YOUR GOAL. Provide again, from the entries below, every line from the one containing "F: Fn(Option<String>) ->" through the one containing "stands between fetches", exactly as written, and no other line.

Collected data entries:
════════

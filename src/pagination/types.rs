//! Pagination types and traits
//!
//! Defines the page record and the fetch capability a traversal is built on.

use crate::error::Result;
use async_trait::async_trait;
use std::future::Future;

/// One fetched page: items in server order plus an opaque continuation
#[derive(Debug, Clone, PartialEq, Eq)]
pub struct Page<T> {
    pub items: Vec<T>,
    /// Cursor for the next page; `None` marks the terminal page
    pub next_cursor: Option<String>,
}

impl<T> Page<T> {
    /// Create a page; an empty cursor is treated as absent
    pub fn new(items: Vec<T>, next_cursor: Option<String>) -> Self {
        Self {
            items,
            next_cursor: next_cursor.filter(|cursor| !cursor.is_empty()),
        }
    }

    /// Create a terminal page
    pub fn terminal(items: Vec<T>) -> Self {
        Self {
            items,
            next_cursor: None,
        }
    }

    /// Check if another page follows this one
    pub fn has_more(&self) -> bool {
        self.next_cursor.is_some()
    }
}

/// Fetches one page given the cursor from the previous page (`None` first)
///
/// Implemented for any `Fn(Option<String>) -> impl Future<Output =
/// Result<Page<T>>>`, so endpoint glue can pass a closure.
#[async_trait]
pub trait PageFetcher<T: Send>: Send + Sync {
    async fn fetch(&self, cursor: Option<String>) -> Result<Page<T>>;
}

#[async_trait]
impl<T, F, Fut> PageFetcher<T> for F
where
    T: Send + 'static,
    F: Fn(Option<String>) -> Fut + Send + Sync,
    Fut: Future<Output = Result<Page<T>>> + Send,
{
    async fn fetch(&self, cursor: Option<String>) -> Result<Page<T>> {
        (self)(cursor).await
    }
}

/// Where a traversal stands between fetches
#[derive(Debug, Clone, PartialEq, Eq)]
pub(crate) enum CursorState {
    /// Nothing fetched yet
    Initial,
    /// The last page returned this cursor
    Next(String),
    /// The terminal page has been fetched
    Exhausted,
}
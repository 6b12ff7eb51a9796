//! Authenticator implementation
//!
//! Caches the current credential in memory and coordinates refreshes so that
//! concurrent calls rejected with the same stale token trigger one provider
//! refresh, not one each.

use super::provider::TokenProvider;
use super::types::Credential;
use crate::error::{Error, Result};
use std::sync::Arc;
use tokio::sync::RwLock;
use tracing::debug;

/// Supplies credentials to the transport
pub struct Authenticator {
    /// Where credentials come from; `None` means anonymous requests
    provider: Option<Arc<dyn TokenProvider>>,
    /// In-memory copy of the last credential handed out
    cached: RwLock<Option<Credential>>,
}

impl Authenticator {
    /// Create an authenticator backed by `provider`
    pub fn new(provider: Option<Arc<dyn TokenProvider>>) -> Self {
        Self {
            provider,
            cached: RwLock::new(None),
        }
    }

    /// An authenticator that never attaches a credential
    pub fn anonymous() -> Self {
        Self::new(None)
    }

    /// Whether a provider is configured
    pub fn has_provider(&self) -> bool {
        self.provider.is_some()
    }

    /// Credential for the next attempt, or `None` when anonymous
    pub async fn current(&self) -> Result<Option<Credential>> {
        let Some(provider) = &self.provider else {
            return Ok(None);
        };

        {
            let cached = self.cached.read().await;
            if let Some(credential) = cached.as_ref() {
                if !credential.is_expired() {
                    return Ok(Some(credential.clone()));
                }
            }
        }

        let mut cached = self.cached.write().await;

        // Another task may have filled the cache while we waited
        if let Some(credential) = cached.as_ref() {
            if !credential.is_expired() {
                return Ok(Some(credential.clone()));
            }
        }

        let fresh = provider.get_token().await.map_err(as_auth_error)?;
        *cached = Some(fresh.clone());
        Ok(Some(fresh))
    }

    /// Replace a credential the server rejected
    ///
    /// If the cache already holds a different, unexpired credential, another
    /// call refreshed first and that credential is returned as is.
    pub async fn refresh(&self, stale: Option<&Credential>) -> Result<Credential> {
        let Some(provider) = &self.provider else {
            return Err(Error::auth(
                "server requires authentication and no token provider is configured",
            ));
        };

        let mut cached = self.cached.write().await;

        if let (Some(current), Some(stale)) = (cached.as_ref(), stale) {
            if current.access_token != stale.access_token && !current.is_expired() {
                debug!("Credential already refreshed by a concurrent call");
                return Ok(current.clone());
            }
        }

        let fresh = provider.refresh(stale).await.map_err(as_auth_error)?;
        debug!("Credential refreshed");
        *cached = Some(fresh.clone());
        Ok(fresh)
    }

    /// Clear the cached credential (forces the next call to ask the provider)
    pub async fn clear_cache(&self) {
        let mut cached = self.cached.write().await;
        *cached = None;
    }
}

impl std::fmt::Debug for Authenticator {
    fn fmt(&self, f: &mut std::fmt::Formatter<'_>) -> std::fmt::Result {
        f.debug_struct("Authenticator")
            .field("has_provider", &self.provider.is_some())
            .finish_non_exhaustive()
    }
}

/// Providers must fail with `Auth`; anything else is folded into it
fn as_auth_error(err: Error) -> Error {
    match err {
        Error::Auth { .. } => err,
        other => Error::auth(other.to_string()),
    }
}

════════

ANSWER TO THIS PROBLEM.
    F: Fn(Option<String>) -> Fut + Send + Sync,
    Fut: Future<Output = Result<Page<T>>> + Send,
{
    async fn fetch(&self, cursor: Option<String>) -> Result<Page<T>> {
        (self)(cursor).await
    }
}

/// Where a traversal stands between fetches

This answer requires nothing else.